I have been stuck for a few days and wanted to ask the Stack Overflow community for assistance. I apologize if my question is really long. I have been so confused that I wanted to see if I could get a thorough explanation/guidance, rather than keep posting question after question for each and every problem I encountered. I just want to make my project as efficient and well-done as possible. Any and all help is greatly appreciated. Thank you^^
Full Code:
import scrapy
from scrapy import Request
from datetime import datetime
from scrapy.crawler import CrawlerProcess
dt_today = datetime.now().strftime('%Y%m%d')
file_name = dt_today+' HPI Data'
# Create Spider class
class UneguiApartments(scrapy.Spider):
name = 'unegui_apts'
allowed_domains = ['www.unegui.mn']
custom_settings = {'FEEDS': {f'{file_name}.csv': {'format': 'csv'}},
'USER_AGENT': "Mozilla/5.0 (Windows NT 6.2; WOW64) AppleWebKit/537.36 (KHTML, like Gecko) Chrome/27.0.1453.93 Safari/537.36"}
start_urls = [
'https://www.unegui.mn/l-hdlh/l-hdlh-zarna/oron-suuts-zarna/'
]
def parse(self, response):
cards = response.xpath('//li[contains(@class,"announcement-container")]')
for card in cards:
name = card.xpath(".//a[@itemprop='name']/@content").extract_first()
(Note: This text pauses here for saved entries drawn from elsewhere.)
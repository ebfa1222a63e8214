use time::Date;

use super::dto::DailyStats;
use crate::foods::repo_types::FoodNutrients;
use crate::profiles::repo_types::{
    UserProfile, DEFAULT_CALORIE_TARGET, DEFAULT_CARBS_TARGET, DEFAULT_FATS_TARGET,
    DEFAULT_PROTEIN_TARGET,
};

/// Sum one day's entries and attach targets from `profile`, or the defaults.
pub fn summarize(date: Date, entries: &[FoodNutrients], profile: Option<&UserProfile>) -> DailyStats {
    let sum = |field: fn(&FoodNutrients) -> Option<f64>| -> f64 {
        entries.iter().map(|e| field(e).unwrap_or(0.0)).sum()
    };

    let (calorie_target, protein_target, carbs_target, fats_target) = match profile {
        Some(p) => (
            p.daily_calorie_target,
            p.protein_target,
            p.carbs_target,
            p.fats_target,
        ),
        None => (
            DEFAULT_CALORIE_TARGET,
            DEFAULT_PROTEIN_TARGET,
            DEFAULT_CARBS_TARGET,
            DEFAULT_FATS_TARGET,
        ),
    };

    DailyStats {
        date,
        meals_logged: entries.len(),
        calories: sum(|e| e.calories),
        protein: sum(|e| e.protein),
        carbs: sum(|e| e.carbs),
        fats: sum(|e| e.fats),
        calorie_target,
        protein_target,
        carbs_target,
        fats_target,
    }
}
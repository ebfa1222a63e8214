use serde::Deserialize;

#[derive(Debug, Clone, Deserialize)]
pub struct GeminiConfig {
    pub api_key: Option<String>,
    pub model: String,
    pub base_url: String,
    pub timeout_secs: u64,
}

#[derive(Debug, Clone, Deserialize)]
pub struct AppConfig {
    pub database_url: String,
    pub db_max_connections: u32,
    pub cors_origins: Vec<String>,
    pub gemini: GeminiConfig,
}

impl AppConfig {
    pub fn from_env() -> anyhow::Result<Self> {
        let database_url = std::env::var("DATABASE_URL")?;
        let db_max_connections = std::env::var("DB_MAX_CONNECTIONS")
            .ok()
            .and_then(|v| v.parse::<u32>().ok())
            .unwrap_or(10);
        let cors_origins = parse_origins(
            &std::env::var("CORS_ORIGINS").unwrap_or_else(|_| "*".into()),
        );
        let gemini = GeminiConfig {
            api_key: std::env::var("GOOGLE_API_KEY")
                .ok()
                .filter(|k| !k.trim().is_empty()),
            model: std::env::var("GEMINI_MODEL").unwrap_or_else(|_| "gemini-2.0-flash".into()),
            base_url: std::env::var("GEMINI_BASE_URL")
                .unwrap_or_else(|_| "https://generativelanguage.googleapis.com/v1beta".into()),
            timeout_secs: std::env::var("GEMINI_TIMEOUT_SECS")
                .ok()
                .and_then(|v| v.parse::<u64>().ok())
                .unwrap_or(60),
        };
        Ok(Self {
            database_url,
            db_max_connections,
            cors_origins,
            gemini,
        })
    }
}

fn parse_origins(raw: &str) -> Vec<String> {
    raw.split(',')
        .map(str::trim)
        .filter(|o| !o.is_empty())
        .map(String::from)
        .collect()
}

#[cfg(test)]
mod tests {
    use super::parse_origins;

    #[test]
    fn origins_are_split_and_trimmed() {
        let origins = parse_origins("http://localhost:3000, https://app.example.com ,");
        assert_eq!(
            origins,
            vec!["http://localhost:3000", "https://app.example.com"]
        );
    }

    #[test]
    fn wildcard_origin_is_kept() {
        assert_eq!(parse_origins("*"), vec!["*"]);
    }
}
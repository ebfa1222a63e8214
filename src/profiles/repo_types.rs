use serde::{Deserialize, Serialize};
use sqlx::FromRow;
use time::OffsetDateTime;
use uuid::Uuid;

pub const DEFAULT_CALORIE_TARGET: i32 = 2000;
pub const DEFAULT_PROTEIN_TARGET: i32 = 150;
pub const DEFAULT_CARBS_TARGET: i32 = 250;
pub const DEFAULT_FATS_TARGET: i32 = 65;

/// Profile record. Fields missing from a request body take their defaults.
#[derive(Debug, Clone, PartialEq, Serialize, Deserialize, FromRow)]
pub struct UserProfile {
    #[serde(default = "new_id")]
    pub id: String,
    #[serde(default)]
    pub name: String,
    #[serde(default = "default_age")]
    pub age: i32,
    #[serde(default = "default_weight")]
    pub weight: f64,                  // kg
    #[serde(default = "default_height")]
    pub height: f64,                  // cm
    #[serde(default = "default_gender")]
    pub gender: String,
    #[serde(default = "default_activity_level")]
    pub activity_level: String,
    #[serde(default = "default_fitness_goal")]
    pub fitness_goal: String,
    #[serde(default = "default_calorie_target")]
    pub daily_calorie_target: i32,
    #[serde(default = "default_protein_target")]
    pub protein_target: i32,
    #[serde(default = "default_carbs_target")]
    pub carbs_target: i32,
    #[serde(default = "default_fats_target")]
    pub fats_target: i32,
    #[serde(with = "time::serde::rfc3339", default = "OffsetDateTime::now_utc")]
    pub created_at: OffsetDateTime,
}

fn new_id() -> String { Uuid::new_v4().to_string() }
fn default_age() -> i32 { 25 }
fn default_weight() -> f64 { 70.0 }
fn default_height() -> f64 { 175.0 }
fn default_gender() -> String { "Male".into() }
fn default_activity_level() -> String { "moderate".into() }
fn default_fitness_goal() -> String { "maintain".into() }
fn default_calorie_target() -> i32 { DEFAULT_CALORIE_TARGET }
fn default_protein_target() -> i32 { DEFAULT_PROTEIN_TARGET }
fn default_carbs_target() -> i32 { DEFAULT_CARBS_TARGET }
fn default_fats_target() -> i32 { DEFAULT_FATS_TARGET }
price = card.xpath(".//*[@itemprop='price']/@content").extract_first()
date_block = card.xpath("normalize-space(.//div[contains(@class,'announcement-block__date')]/text())").extract_first().split(',')
date = date_block[0].strip()
city = date_block[1].strip()
link = card.xpath(".//a[@itemprop='url']/@href").extract_first()
yield Request(link, callback=self.parse_item)
yield {'name': name,
'price': price,
'date': date,
'city': city,
'link': 'https://www.unegui.mn' + link
}
def parse_item(self, response):
# extract things from the listinsg item page
spanlist = response.xpath('.//span[contains(@class, )]//text()').extract()
alist = response.xpath(".//a[@itemprop='url']/@href").extract()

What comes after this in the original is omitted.